# Nitnem Or Sehaj Path



## Dilemma (Jun 16, 2017)

Hi
My husband and I are both working and we just get time to do our nitnem daily. We both want to start Sehaj Path at home to thank babaji for blessing us with a child. But since we both are working, doing Sehaj Path would mean reducing our nitnem.
Kindly clear my confusion. Shall I start Sehaj Path as it is our inner wish to do so or shall I give preference to doing my nitnem daily and think about Sehaj Path only if we have extra time.


----------



## Treks (Jul 1, 2017)

Ji

If you and your husband are khalsa, you need to keep doing your nitnem.  Anything you can read for sehaj paath, even if it's just one panna per day, would be good.
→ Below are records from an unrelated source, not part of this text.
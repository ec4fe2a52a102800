use anyhow::Context;
use async_trait::async_trait;
use aws_config::BehaviorVersion;
use aws_sdk_sesv2::{
    types::{Body, Content, Destination, EmailContent, Message},
    Client,
};

use super::{Email, Notifier};

/// Delivers through Amazon SES v2 using the ambient AWS credentials.
#[derive(Clone)]
pub struct SesNotifier {
    client: Client,
    from: String,
}

impl SesNotifier {
    pub async fn from_env(from: &str) -> Self {
        let shared = aws_config::load_defaults(BehaviorVersion::latest()).await;
        Self {
            client: Client::new(&shared),
            from: from.to_string(),
        }
    }
}

#[async_trait]
impl Notifier for SesNotifier {
    async fn send(&self, email: &Email) -> anyhow::Result<()> {
        let subject = Content::builder()
            .data(&email.subject)
            .charset("UTF-8")
            .build()
            .context("build subject")?;
        let text = Content::builder()
            .data(&email.body)
            .charset("UTF-8")
            .build()
            .context("build body")?;
        let message = Message::builder()
            .subject(subject)
            .body(Body::builder().text(text).build())
            .build();

        self.client
            .send_email()
            .from_email_address(&self.from)
            .destination(Destination::builder().to_addresses(&email.to).build())
            .content(EmailContent::builder().simple(message).build())
            .send()
            .await
            .context("ses send_email")?;
        Ok(())
    }
}
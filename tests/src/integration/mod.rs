//! # Integration Tests
//!
//! - flows: gadget, adapters and the shared bus working together
//! - concurrency: concurrent propagation over shared records

pub mod concurrency;
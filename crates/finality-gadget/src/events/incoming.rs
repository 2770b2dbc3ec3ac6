//! Incoming events for the finality gadget

use serde::{Deserialize, Serialize};
use shared_types::{BranchId, Marker};

/// Signal from the approval-weight tracker.
///
/// Weights are fractions of the total active weight, in `[0, 1]`.
#[derive(Clone, Debug, PartialEq, Serialize, Deserialize)]
pub enum WeightUpdate {
    /// The approval weight of a marker changed.
    MarkerWeightChanged { marker: Marker, weight: f64 },
    /// The approval weight of a branch changed.
    BranchWeightChanged { branch_id: BranchId, weight: f64 },
}

impl WeightUpdate {
    #[must_use]
    pub fn weight(&self) -> f64 {
        match self {
            Self::MarkerWeightChanged { weight, .. } | Self::BranchWeightChanged { weight, .. } => {
                *weight
            }
        }
    }
}
//! # Event Publisher
//!
//! Defines the publishing side of the event bus.

use crate::events::{ConfirmationEvent, EventFilter};
use crate::subscriber::{EventStream, Subscription};
use crate::DEFAULT_CHANNEL_CAPACITY;
use std::collections::HashMap;
use std::sync::atomic::{AtomicU64, Ordering};
use std::sync::{Arc, RwLock};
use tokio::sync::broadcast;
use tracing::debug;

/// Trait for publishing events to the bus.
///
/// Publishing is synchronous: the finality gadget emits events from inside a
/// CPU-bound graph walk and must not await.
pub trait EventPublisher: Send + Sync {
    /// Publish an event to the bus.
    ///
    /// # Returns
    ///
    /// The number of active subscribers that received the event.
    fn publish(&self, event: ConfirmationEvent) -> usize;

    /// Get the total number of events published.
    fn events_published(&self) -> u64;
}

/// In-memory implementation of the event bus.
///
/// Uses `tokio::sync::broadcast` for multi-producer, multi-consumer semantics.
pub struct InMemoryEventBus {
    /// Broadcast sender for events.
    sender: broadcast::Sender<ConfirmationEvent>,

    /// Active subscription count by topic.
    subscriptions: Arc<RwLock<HashMap<String, usize>>>,

    /// Total events published.
    events_published: AtomicU64,

    /// Channel capacity.
    capacity: usize,
}

impl InMemoryEventBus {
    /// Create a new in-memory event bus with default capacity.
    #[must_use]
    pub fn new() -> Self {
        Self::with_capacity(DEFAULT_CHANNEL_CAPACITY)
    }

    /// Create a new in-memory event bus with specified capacity.
    #[must_use]
    pub fn with_capacity(capacity: usize) -> Self {
        let (sender, _) = broadcast::channel(capacity);
        Self {
            sender,
            subscriptions: Arc::new(RwLock::new(HashMap::new())),
            events_published: AtomicU64::new(0),
            capacity,
        }
    }

    /// Subscribe to events matching a filter.
    ///
    /// Only events published after this call are delivered.
    #[must_use]
    pub fn subscribe(&self, filter: EventFilter) -> Subscription {
        let receiver = self.sender.subscribe();
        let topic_key = format!("{:?}", filter.topics);

        if let Ok(mut subs) = self.subscriptions.write() {
            *subs.entry(topic_key.clone()).or_insert(0) += 1;
        }

        debug!(topics = ?filter.topics, "New subscription created");

        Subscription::new(receiver, filter, self.subscriptions.clone(), topic_key)
    }

    /// Get a stream of events matching a filter.
    #[must_use]
    pub fn event_stream(&self, filter: EventFilter) -> EventStream {
        EventStream::new(self.subscribe(filter))
    }

    /// Get the number of active subscribers.
    #[must_use]
    pub fn subscriber_count(&self) -> usize {
        self.sender.receiver_count()
    }

    /// Get the channel capacity.
    #[must_use]
    pub fn capacity(&self) -> usize {
        self.capacity
    }
}

impl Default for InMemoryEventBus {
    fn default() -> Self {
        Self::new()
    }
}

impl EventPublisher for InMemoryEventBus {
    fn publish(&self, event: ConfirmationEvent) -> usize {
        let topic = event.topic();

        // Always increment counter (event was attempted)
        self.events_published.fetch_add(1, Ordering::Relaxed);

        match self.sender.send(event) {
            Ok(receiver_count) => {
                debug!(topic = ?topic, receivers = receiver_count, "Event published");
                receiver_count
            }
            Err(_) => {
                // Zero subscribers is a normal state for a broadcast notification.
                debug!(topic = ?topic, "Event dropped (no receivers)");
                0
            }
        }
    }

    fn events_published(&self) -> u64 {
        self.events_published.load(Ordering::Relaxed)
    }
}
//! Domain module for the finality gadget
//!
//! - grade: the grade-of-finality lattice and its atomic cell
//! - translation: weight → grade bands
//! - metadata: message, transaction, output and branch records
//! - walker: traversal worklist

pub mod grade;
pub mod metadata;
pub mod translation;
pub mod walker;

pub use grade::{GradeCell, GradeOfFinality, HasGradeOfFinality, Raise};
pub use metadata::{
    BranchKind, BranchMetadata, ConflictId, MessageMetadata, OutputMetadata, TransactionMetadata,
};
pub use translation::{
    default_branch_translation, default_message_translation, BranchThresholdTranslation,
    MessageThresholdTranslation, ThresholdBands, HIGH_LOWER_BOUND, LOW_LOWER_BOUND,
    MEDIUM_LOWER_BOUND,
};
pub use walker::{Step, Walker};
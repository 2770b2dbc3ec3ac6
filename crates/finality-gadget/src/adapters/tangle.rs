//! In-memory ledger adapter
//!
//! Implements the three DAG read ports over ID-keyed maps. Metadata records
//! are shared as `Arc`s, so grade raises made by the gadget are visible to
//! every reader without going back through the store.
//!
//! Back-references (attachments, consumers, conflict members, the marker
//! index) are adjacency lists maintained at booking time.

use crate::domain::{
    BranchKind, BranchMetadata, ConflictId, MessageMetadata, OutputMetadata, Step,
    TransactionMetadata, Walker,
};
use crate::error::{FinalityError, FinalityResult};
use crate::ports::outbound::{BranchDag, MessageDag, UtxoDag};
use parking_lot::RwLock;
use shared_types::{BranchId, Marker, MessageId, OutputId, TransactionId};
use std::collections::HashMap;
use std::sync::Arc;
use tracing::{debug, trace, warn};

/// A message to be booked into the tangle.
#[derive(Clone, Debug)]
pub struct NewMessage {
    id: MessageId,
    strong_parents: Vec<MessageId>,
    weak_parents: Vec<MessageId>,
    payload: Option<TransactionId>,
    marker: Option<Marker>,
}

impl NewMessage {
    pub fn new(id: MessageId) -> Self {
        Self {
            id,
            strong_parents: Vec::new(),
            weak_parents: Vec::new(),
            payload: None,
            marker: None,
        }
    }

    pub fn strong_parents(mut self, parents: impl IntoIterator<Item = MessageId>) -> Self {
        self.strong_parents.extend(parents);
        self
    }

    pub fn weak_parents(mut self, parents: impl IntoIterator<Item = MessageId>) -> Self {
        self.weak_parents.extend(parents);
        self
    }

    /// Attach a transaction as payload.
    pub fn payload(mut self, transaction_id: TransactionId) -> Self {
        self.payload = Some(transaction_id);
        self
    }

    /// Assign a marker. The message becomes a past-marker message.
    pub fn marker(mut self, marker: Marker) -> Self {
        self.marker = Some(marker);
        self
    }
}

/// A transaction to be booked into the tangle.
#[derive(Clone, Debug)]
pub struct NewTransaction {
    id: TransactionId,
    inputs: Vec<OutputId>,
    output_count: u16,
    branch_id: Option<BranchId>,
    conflicting: bool,
}

impl NewTransaction {
    pub fn new(id: TransactionId) -> Self {
        Self {
            id,
            inputs: Vec::new(),
            output_count: 1,
            branch_id: None,
            conflicting: false,
        }
    }

    /// Outputs spent by the transaction.
    pub fn inputs(mut self, inputs: impl IntoIterator<Item = OutputId>) -> Self {
        self.inputs.extend(inputs);
        self
    }

    /// Number of outputs created by the transaction.
    pub fn outputs(mut self, count: u16) -> Self {
        self.output_count = count;
        self
    }

    /// Book into an explicit branch instead of inheriting one from the inputs.
    pub fn branch(mut self, branch_id: BranchId) -> Self {
        self.branch_id = Some(branch_id);
        self
    }

    /// Mark the transaction as a double spend. It gets its own conflict branch.
    pub fn conflicting(mut self) -> Self {
        self.conflicting = true;
        self
    }
}

struct StoredMessage {
    metadata: Arc<MessageMetadata>,
    strong_parents: Vec<MessageId>,
    weak_parents: Vec<MessageId>,
    payload: Option<TransactionId>,
}

struct StoredTransaction {
    metadata: Arc<TransactionMetadata>,
    outputs: Vec<OutputId>,
}

#[derive(Default)]
struct TangleState {
    messages: HashMap<MessageId, StoredMessage>,
    markers: HashMap<Marker, MessageId>,
    attachments: HashMap<TransactionId, Vec<MessageId>>,
    transactions: HashMap<TransactionId, StoredTransaction>,
    outputs: HashMap<OutputId, Arc<OutputMetadata>>,
    consumers: HashMap<OutputId, Vec<TransactionId>>,
    branches: HashMap<BranchId, Arc<BranchMetadata>>,
    conflict_members: HashMap<ConflictId, Vec<BranchId>>,
}

impl TangleState {
    /// Branch a transaction spending `inputs` lives in, absent an explicit one.
    fn inherited_branch(&self, inputs: &[OutputId]) -> BranchId {
        inputs
            .iter()
            .filter_map(|input| self.transactions.get(&input.transaction_id))
            .map(|tx| tx.metadata.branch_id())
            .find(|branch_id| !branch_id.is_master())
            .unwrap_or(BranchId::MASTER)
    }

    fn parent_branches(&self, inputs: &[OutputId]) -> Vec<BranchId> {
        let mut parents: Vec<BranchId> = Vec::new();
        for input in inputs {
            if let Some(tx) = self.transactions.get(&input.transaction_id) {
                let branch_id = tx.metadata.branch_id();
                if !parents.contains(&branch_id) {
                    parents.push(branch_id);
                }
            }
        }
        if parents.is_empty() {
            parents.push(BranchId::MASTER);
        }
        parents
    }

    /// Whether `target` is among `roots` or reachable from them through the
    /// parents of aggregated branches.
    fn aggregated_ancestry_contains(&self, roots: &[BranchId], target: BranchId) -> bool {
        let mut found = false;
        Walker::new().walk(roots.iter().copied(), |branch_id| {
            if *branch_id == target {
                found = true;
                return Step::Prune;
            }
            match self.branches.get(branch_id) {
                Some(branch) if branch.kind() == BranchKind::Aggregated => {
                    Step::Descend(branch.parents().to_vec())
                }
                _ => Step::Prune,
            }
        });
        found
    }
}

/// Message, UTXO and conflict DAGs held in memory.
pub struct InMemoryTangle {
    state: RwLock<TangleState>,
}

impl InMemoryTangle {
    /// Create an empty tangle containing only the master branch.
    pub fn new() -> Self {
        let mut state = TangleState::default();
        state
            .branches
            .insert(BranchId::MASTER, Arc::new(BranchMetadata::master()));
        Self {
            state: RwLock::new(state),
        }
    }

    /// Book a message. Booking an already known message returns its metadata.
    pub fn book_message(&self, message: NewMessage) -> Arc<MessageMetadata> {
        let mut state = self.state.write();
        if let Some(existing) = state.messages.get(&message.id) {
            return Arc::clone(&existing.metadata);
        }

        let metadata = Arc::new(MessageMetadata::new(message.id, message.marker.is_some()));

        if let Some(marker) = message.marker {
            state.markers.insert(marker, message.id);
        }
        if let Some(transaction_id) = message.payload {
            state
                .attachments
                .entry(transaction_id)
                .or_default()
                .push(message.id);
        }

        trace!(
            message_id = %message.id,
            strong_parents = message.strong_parents.len(),
            weak_parents = message.weak_parents.len(),
            "Message booked"
        );

        state.messages.insert(
            message.id,
            StoredMessage {
                metadata: Arc::clone(&metadata),
                strong_parents: message.strong_parents,
                weak_parents: message.weak_parents,
                payload: message.payload,
            },
        );
        metadata
    }

    /// Book a transaction together with its outputs.
    ///
    /// A conflicting transaction creates a conflict branch sharing its ID,
    /// parented on the branches of the transactions it spends from. Other
    /// transactions take the explicit branch, or inherit the first non-master
    /// branch found among their inputs.
    ///
    /// Booking a known transaction returns its metadata. A conflicting
    /// transaction whose branch ID is already registered (the master branch
    /// included) is refused with [`FinalityError::BranchAlreadyExists`].
    pub fn book_transaction(
        &self,
        transaction: NewTransaction,
    ) -> FinalityResult<Arc<TransactionMetadata>> {
        let mut state = self.state.write();
        if let Some(existing) = state.transactions.get(&transaction.id) {
            return Ok(Arc::clone(&existing.metadata));
        }

        let branch_id = if transaction.conflicting {
            let branch_id = BranchId::from(transaction.id);
            if state.branches.contains_key(&branch_id) {
                warn!(branch_id = %branch_id, "Conflict branch ID already registered");
                return Err(FinalityError::BranchAlreadyExists { branch_id });
            }
            let branch = BranchMetadata::conflict(
                transaction.id,
                state.parent_branches(&transaction.inputs),
                transaction.inputs.clone(),
            );
            for input in &transaction.inputs {
                state
                    .conflict_members
                    .entry(*input)
                    .or_default()
                    .push(branch_id);
            }
            state.branches.insert(branch_id, Arc::new(branch));
            debug!(branch_id = %branch_id, "Conflict branch created");
            branch_id
        } else {
            transaction
                .branch_id
                .unwrap_or_else(|| state.inherited_branch(&transaction.inputs))
        };

        for input in &transaction.inputs {
            state
                .consumers
                .entry(*input)
                .or_default()
                .push(transaction.id);
        }

        let outputs: Vec<OutputId> = (0..transaction.output_count)
            .map(|index| OutputId::new(transaction.id, index))
            .collect();
        for output_id in &outputs {
            state
                .outputs
                .insert(*output_id, Arc::new(OutputMetadata::new(*output_id)));
        }

        let metadata = Arc::new(TransactionMetadata::new(
            transaction.id,
            branch_id,
            transaction.conflicting,
        ));
        state.transactions.insert(
            transaction.id,
            StoredTransaction {
                metadata: Arc::clone(&metadata),
                outputs,
            },
        );

        trace!(transaction_id = %transaction.id, branch_id = %branch_id, "Transaction booked");
        Ok(metadata)
    }

    /// Register an aggregated branch over the given parents.
    ///
    /// Registering a known branch ID returns the existing record. Parents
    /// that lead back to `branch_id` are refused with
    /// [`FinalityError::CyclicBranch`].
    pub fn add_aggregated_branch(
        &self,
        branch_id: BranchId,
        parents: Vec<BranchId>,
    ) -> FinalityResult<Arc<BranchMetadata>> {
        let mut state = self.state.write();
        if let Some(existing) = state.branches.get(&branch_id) {
            return Ok(Arc::clone(existing));
        }
        if state.aggregated_ancestry_contains(&parents, branch_id) {
            warn!(branch_id = %branch_id, "Aggregated branch would be its own ancestor");
            return Err(FinalityError::CyclicBranch { branch_id });
        }

        let branch = Arc::new(BranchMetadata::aggregated(branch_id, parents));
        state.branches.insert(branch_id, Arc::clone(&branch));
        debug!(branch_id = %branch_id, "Aggregated branch created");
        Ok(branch)
    }

    /// Move a transaction into another branch.
    ///
    /// Returns `false` if the transaction is unknown or already there.
    pub fn move_transaction_to_branch(
        &self,
        transaction_id: &TransactionId,
        branch_id: BranchId,
    ) -> bool {
        let state = self.state.read();
        state
            .transactions
            .get(transaction_id)
            .is_some_and(|tx| tx.metadata.set_branch_id(branch_id))
    }

    /// Weak parents of a message. Kept for completeness; finality never
    /// travels along weak edges.
    pub fn weak_parents(&self, message_id: &MessageId) -> Vec<MessageId> {
        self.state
            .read()
            .messages
            .get(message_id)
            .map(|m| m.weak_parents.clone())
            .unwrap_or_default()
    }
}

impl Default for InMemoryTangle {
    fn default() -> Self {
        Self::new()
    }
}

impl MessageDag for InMemoryTangle {
    fn resolve_marker(&self, marker: &Marker) -> Option<MessageId> {
        self.state.read().markers.get(marker).copied()
    }

    fn message_metadata(&self, message_id: &MessageId) -> Option<Arc<MessageMetadata>> {
        self.state
            .read()
            .messages
            .get(message_id)
            .map(|m| Arc::clone(&m.metadata))
    }

    fn strong_parents(&self, message_id: &MessageId) -> Vec<MessageId> {
        self.state
            .read()
            .messages
            .get(message_id)
            .map(|m| m.strong_parents.clone())
            .unwrap_or_default()
    }

    fn payload_transaction(&self, message_id: &MessageId) -> Option<TransactionId> {
        self.state
            .read()
            .messages
            .get(message_id)
            .and_then(|m| m.payload)
    }

    fn attachments(&self, transaction_id: &TransactionId) -> Vec<MessageId> {
        self.state
            .read()
            .attachments
            .get(transaction_id)
            .cloned()
            .unwrap_or_default()
    }
}

impl UtxoDag for InMemoryTangle {
    fn transaction_metadata(
        &self,
        transaction_id: &TransactionId,
    ) -> Option<Arc<TransactionMetadata>> {
        self.state
            .read()
            .transactions
            .get(transaction_id)
            .map(|tx| Arc::clone(&tx.metadata))
    }

    fn outputs_of(&self, transaction_id: &TransactionId) -> Vec<OutputId> {
        self.state
            .read()
            .transactions
            .get(transaction_id)
            .map(|tx| tx.outputs.clone())
            .unwrap_or_default()
    }

    fn output_metadata(&self, output_id: &OutputId) -> Option<Arc<OutputMetadata>> {
        self.state.read().outputs.get(output_id).cloned()
    }

    fn consumers_of(&self, output_id: &OutputId) -> Vec<TransactionId> {
        self.state
            .read()
            .consumers
            .get(output_id)
            .cloned()
            .unwrap_or_default()
    }
}

impl BranchDag for InMemoryTangle {
    fn branch_metadata(&self, branch_id: &BranchId) -> Option<Arc<BranchMetadata>> {
        self.state.read().branches.get(branch_id).cloned()
    }

    fn conflict_members(&self, conflict_id: &ConflictId) -> Vec<BranchId> {
        self.state
            .read()
            .conflict_members
            .get(conflict_id)
            .cloned()
            .unwrap_or_default()
    }
}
If you're not khalsa, you have some flexibility to do sehaj paath instead of nitnem, or substitute some nitnem banis for some pannas of SGGSJ.  But if you already have a good nitnem routine, don't put it in danger just for the sehaj paath.  The routine is very important.

This is just my opinion.  Best wishes for solving your dilemma.


----------



## ActsOfGod (Jul 10, 2017)

Dilemma said:


> Hi
> My husband and I are both working and we just get time to do our nitnem daily. We both want to start Sehaj Path at home to thank babaji for blessing us with a child. But since we both are working, doing Sehaj Path would mean reducing our nitnem.
> Kindly clear my confusion. Shall I start Sehaj Path as it is our inner wish to do so or shall I give preference to doing my nitnem daily and think about Sehaj Path only if we have extra time.



If it is your inner wish to do so, then by all means kindly begin sehaj paath with full intention of keeping your daily Nitnem intact. Have faith and do not worry about not having enough time for both. You have heard that if a Sikh with pure heart takes one step towards Guru Sahib, then Guru Sahib will take millions of steps towards the Sikh. Everything will resolve itself in your favor. Do not let timing or scheduling prevent you from reading the Divine Sacred words. Begin today, do Ardaas to Satguru Ji and everything will work out and you will find that you will have plenty of time for both Nitnem and Sehaj paath to your hearts content.

Guru kirpa karan,
[AoG]


----------



## Original (Jul 13, 2017)

Dilemma said:


> New Hi
> My husband and I are both working and we just get time to do our nitnem daily. We both want to start Sehaj Path at home to thank babaji for blessing us with a child. But since we both are working, doing Sehaj Path would mean reducing our nitnem.
> Kindly clear my confusion. Shall I start Sehaj Path as it is our inner wish to do so or shall I give preference to doing my nitnem daily and think about Sehaj Path only if we have extra time.


I'm delighted with your day-to-day performance and outlook to Sikhi. Definitely commendable in all aspects save understanding. The predicament you're in is not a dilemma but an opportunity to understand your guru [SGGSJ] more intimately and thoroughly.

The relationship between Sikh and Guru is founded on love. If that'd be correct then how and why a dilemma ? Unless of course, it's the workings of the mind, which in my view is the case.

Theoretical reasoning that underpins the nitnem doctrine is not to deter the Sikh from daily reciting and remembering Akal Purakh but to encourage and energise him/her to a complete fulfilment of all aspirations. Grab therefore the opportunity to perform sehaj pa'rth on top of your daily dues.

Trust Waheguru to see it through !

God bless


----------